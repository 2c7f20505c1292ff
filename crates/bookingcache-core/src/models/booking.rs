//! Domain models for a booking and its travel segments.
//!
//! Field names on the wire follow the upstream JSON payload (camelCase);
//! the Rust side uses descriptive snake_case names.

use chrono::{DateTime, Utc};
use serde::{Deserialize, Serialize};

/// One booking as returned by a fetch source.
#[derive(Debug, Clone, PartialEq, Eq, Serialize, Deserialize)]
pub struct BookingRecord {
    #[serde(rename = "shipReference")]
    pub ship_reference: String,
    #[serde(rename = "shipToken")]
    pub ship_token: String,
    #[serde(rename = "canIssueTicketChecking")]
    pub can_issue_ticket_checking: bool,
    /// Numeric string, epoch seconds
    #[serde(rename = "expiryTime")]
    pub expiry_timestamp: String,
    #[serde(rename = "duration")]
    pub duration_minutes: i64,
    #[serde(default)]
    pub segments: Vec<Segment>,
}

impl BookingRecord {
    /// Format the duration as hours and minutes, e.g. "2h 40m".
    pub fn duration_display(&self) -> String {
        let hours = self.duration_minutes / 60;
        let minutes = self.duration_minutes % 60;
        format!("{}h {}m", hours, minutes)
    }

    /// Parse the expiry timestamp. None if it is not a valid epoch-seconds string.
    pub fn expiry_time(&self) -> Option<DateTime<Utc>> {
        let secs: i64 = self.expiry_timestamp.trim().parse().ok()?;
        DateTime::from_timestamp(secs, 0)
    }
}

#[derive(Debug, Clone, PartialEq, Eq, Serialize, Deserialize)]
pub struct Segment {
    pub id: i64,
    #[serde(rename = "originAndDestinationPair")]
    pub route: OriginDestinationPair,
}

#[derive(Debug, Clone, PartialEq, Eq, Serialize, Deserialize)]
pub struct OriginDestinationPair {
    pub origin: Location,
    #[serde(rename = "originCity")]
    pub origin_city: String,
    pub destination: Location,
    #[serde(rename = "destinationCity")]
    pub destination_city: String,
}

impl OriginDestinationPair {
    /// Single-line route description, e.g. "Shanghai (SHA) → Beijing (PEK)".
    pub fn summary(&self) -> String {
        format!(
            "{} ({}) → {} ({})",
            self.origin_city, self.origin.code, self.destination_city, self.destination.code
        )
    }
}

#[derive(Debug, Clone, PartialEq, Eq, Serialize, Deserialize)]
pub struct Location {
    pub code: String,
    #[serde(rename = "displayName")]
    pub display_name: String,
    pub url: String,
}

#[cfg(test)]
mod tests {
    use super::*;

    const SAMPLE: &str = r#"{
        "shipReference": "ABCDEF",
        "shipToken": "AAAABBBCCCCDDD",
        "canIssueTicketChecking": false,
        "expiryTime": "1722409261",
        "duration": 2430,
        "segments": [
            {
                "id": 1,
                "originAndDestinationPair": {
                    "destination": {"code": "BBB", "displayName": "BBB DisplayName", "url": "www.ship.com"},
                    "destinationCity": "AAA",
                    "origin": {"code": "AAA", "displayName": "AAA DisplayName", "url": "www.ship.com"},
                    "originCity": "BBB"
                }
            }
        ]
    }"#;

    #[test]
    fn test_parse_upstream_payload() {
        let record: BookingRecord = serde_json::from_str(SAMPLE).unwrap();
        assert_eq!(record.ship_reference, "ABCDEF");
        assert_eq!(record.duration_minutes, 2430);
        assert_eq!(record.segments.len(), 1);
        assert_eq!(record.segments[0].route.origin.code, "AAA");
        assert_eq!(record.segments[0].route.destination_city, "AAA");
    }

    #[test]
    fn test_serialize_uses_wire_names() {
        let record: BookingRecord = serde_json::from_str(SAMPLE).unwrap();
        let value = serde_json::to_value(&record).unwrap();
        assert_eq!(value["shipReference"], "ABCDEF");
        assert_eq!(value["expiryTime"], "1722409261");
        assert!(value["segments"][0]["originAndDestinationPair"].is_object());
    }

    #[test]
    fn test_duration_display() {
        let mut record: BookingRecord = serde_json::from_str(SAMPLE).unwrap();
        assert_eq!(record.duration_display(), "40h 30m");
        record.duration_minutes = 45;
        assert_eq!(record.duration_display(), "0h 45m");
    }

    #[test]
    fn test_expiry_time() {
        let mut record: BookingRecord = serde_json::from_str(SAMPLE).unwrap();
        assert_eq!(record.expiry_time().map(|t| t.timestamp()), Some(1722409261));
        record.expiry_timestamp = "soon".to_string();
        assert!(record.expiry_time().is_none());
    }

    #[test]
    fn test_route_summary() {
        let record: BookingRecord = serde_json::from_str(SAMPLE).unwrap();
        assert_eq!(record.segments[0].route.summary(), "BBB (AAA) → AAA (BBB)");
    }
}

________________________

The problem: Copy word for word the stretch of entries above from the line that has "pub struct BookingRecord" through the line that has "#[serde(default)]", both ends included, and nothing outside it.

Answer box:
pub struct BookingRecord {
    #[serde(rename = "shipReference")]
    pub ship_reference: String,
    #[serde(rename = "shipToken")]
    pub ship_token: String,
    #[serde(rename = "canIssueTicketChecking")]
    pub can_issue_ticket_checking: bool,
    /// Numeric string, epoch seconds
    #[serde(rename = "expiryTime")]
    pub expiry_timestamp: String,
    #[serde(rename = "duration")]
    pub duration_minutes: i64,
    #[serde(default)]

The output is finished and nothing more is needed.